Ad M. Brutum 1.13
Ad M. Brutum 1.13
Headnote
M. Brutus to Cicero, written from his camp on 1 July 43 BC — Perseus dateline Scr. in castris K. Quint. a. 711 (43), confirmed by the closing “Kal. Quintilibus ex castris.” The meta entry’s day-precision date is correct.
The letter is a plea on behalf of children, written in the moment when Brutus first suspects that his brother-in-law M. Aemilius Lepidus is about to defect to Antony. Lepidus’s army in Narbonensis has been wavering through May and June; the rumours have multiplied; Brutus knows that if his sister Junia’s marriage to Lepidus turns into the marriage of a public enemy, his nephews will be ruined by the senatorial decree of hostis publicus. He writes to Cicero, head of the senatorial party, to put on the record now, before any vote falls, that he speaks not as a brother-in-law but as the boys’ avunculus (their maternal uncle), and that he considers himself to have succeeded their father in their care.

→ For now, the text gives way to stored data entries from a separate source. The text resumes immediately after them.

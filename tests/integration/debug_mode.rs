//! Same-process debug mode through the public facade: the manager logic
//! and the program share one process, upgrades replace the binary on
//! disk but never restart anything.

#![cfg(unix)]

use crate::common::{asset_info, fake_binary};
use overseer::fetcher::AssetReader;
use overseer::fetcher::func::FuncFetcher;
use overseer::{Config, Overseer, StatusKind};
use std::time::Duration;

fn serving_fetcher(name: &'static str, version: &'static str, bytes: &'static [u8]) -> FuncFetcher {
    FuncFetcher::new(name, "v1.0.0", move |include| async move {
        let reader: Option<AssetReader> =
            include.then(|| Box::new(std::io::Cursor::new(bytes)) as AssetReader);
        Ok(Some((asset_info(name, version), reader)))
    })
}

fn debug_config(binary: std::path::PathBuf, fetcher: FuncFetcher) -> Config {
    Config {
        debug: true,
        addresses: vec!["127.0.0.1:0".into()],
        binary_path: Some(binary),
        fetchers: vec![Box::new(fetcher)],
        // Long interval: the tests drive checks manually via upgrade().
        fetch_interval: Duration::from_secs(3600),
        ..Config::default()
    }
}

#[tokio::test]
async fn program_runs_with_bound_listeners() {
    let dir = tempfile::tempdir().unwrap();
    let binary = fake_binary(dir.path(), "app", b"binary-v1");

    let (tx, rx) = tokio::sync::oneshot::channel();
    let overseer = Overseer::new(debug_config(
        binary,
        serving_fetcher("feed", "v2.0.0", b"binary-v2"),
    ))
    .unwrap();

    let mut handle = overseer
        .run(move |state| async move {
            let port = state.listeners[0].local_addr()?.port();
            tx.send(port).ok();
            Ok(())
        })
        .await
        .unwrap();

    let port = rx.await.expect("program should report its port");
    assert!(port > 0);
    handle.wait().await.unwrap();
}

#[tokio::test]
async fn manual_upgrade_replaces_binary_without_restart() {
    let dir = tempfile::tempdir().unwrap();
    let binary = fake_binary(dir.path(), "app", b"binary-v1");

    let overseer = Overseer::new(debug_config(
        binary.clone(),
        serving_fetcher("feed", "v2.0.0", b"binary-v2"),
    ))
    .unwrap();
    let handle = overseer.run(|_| async { Ok(()) }).await.unwrap();

    assert_eq!(overseer.status().await.unwrap().kind, StatusKind::Running);

    let message = overseer.upgrade("feed").await.unwrap();
    assert!(message.contains("restart required"), "got: {message}");
    assert_eq!(std::fs::read(&binary).unwrap(), b"binary-v2");

    let latest = overseer.latest_version_info().await.unwrap().unwrap();
    assert_eq!(latest.version, "v2.0.0");
    assert_eq!(latest.fetcher, "feed");

    // Still running: debug mode never restarts anything.
    assert_eq!(overseer.status().await.unwrap().kind, StatusKind::Running);

    handle.shutdown().await;
    assert_eq!(overseer.status().await.unwrap().kind, StatusKind::Destroyed);
}

#[tokio::test]
async fn identical_bytes_leave_binary_and_status_untouched() {
    let dir = tempfile::tempdir().unwrap();
    let binary = fake_binary(dir.path(), "app", b"binary-v1");

    // Newer version string, byte-identical payload.
    let overseer = Overseer::new(debug_config(
        binary.clone(),
        serving_fetcher("feed", "v2.0.0", b"binary-v1"),
    ))
    .unwrap();
    let _handle = overseer.run(|_| async { Ok(()) }).await.unwrap();

    let message = overseer.upgrade("feed").await.unwrap();
    assert!(message.contains("byte-identical"), "got: {message}");
    assert_eq!(std::fs::read(&binary).unwrap(), b"binary-v1");
    assert_eq!(overseer.status().await.unwrap().kind, StatusKind::Running);

    // Running the pipeline twice performs no replacement either time.
    let message = overseer.upgrade("feed").await.unwrap();
    assert!(message.contains("byte-identical"), "got: {message}");
    assert_eq!(std::fs::read(&binary).unwrap(), b"binary-v1");
}

#[tokio::test]
async fn unknown_fetcher_name_is_a_typed_error() {
    let dir = tempfile::tempdir().unwrap();
    let binary = fake_binary(dir.path(), "app", b"binary-v1");

    let overseer = Overseer::new(debug_config(
        binary,
        serving_fetcher("feed", "v2.0.0", b"binary-v2"),
    ))
    .unwrap();
    let _handle = overseer.run(|_| async { Ok(()) }).await.unwrap();

    let err = overseer.upgrade("no-such-feed").await.unwrap_err();
    assert!(matches!(err, overseer::OverseerError::UnknownFetcher(_)));
}

#[tokio::test]
async fn run_is_single_shot() {
    let dir = tempfile::tempdir().unwrap();
    let binary = fake_binary(dir.path(), "app", b"binary-v1");

    let overseer = Overseer::new(debug_config(
        binary,
        serving_fetcher("feed", "v2.0.0", b"binary-v2"),
    ))
    .unwrap();
    let _handle = overseer.run(|_| async { Ok(()) }).await.unwrap();

    let err = overseer.run(|_| async { Ok(()) }).await.unwrap_err();
    assert!(matches!(err, overseer::OverseerError::NotRunning(_)));
}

The compression is unusual for Brutus, the language unguarded (“my anxiety and my exasperation,” sollicitudo ac stomachus, are uncomfortably candid). The fear was justified: the news of Lepidus’s junction with Antony reaches Rome on 30 June, the day before this letter is written, and the Senate’s vote declaring him a public enemy will pass on 30 June or shortly after, while this letter is on its way to Rome.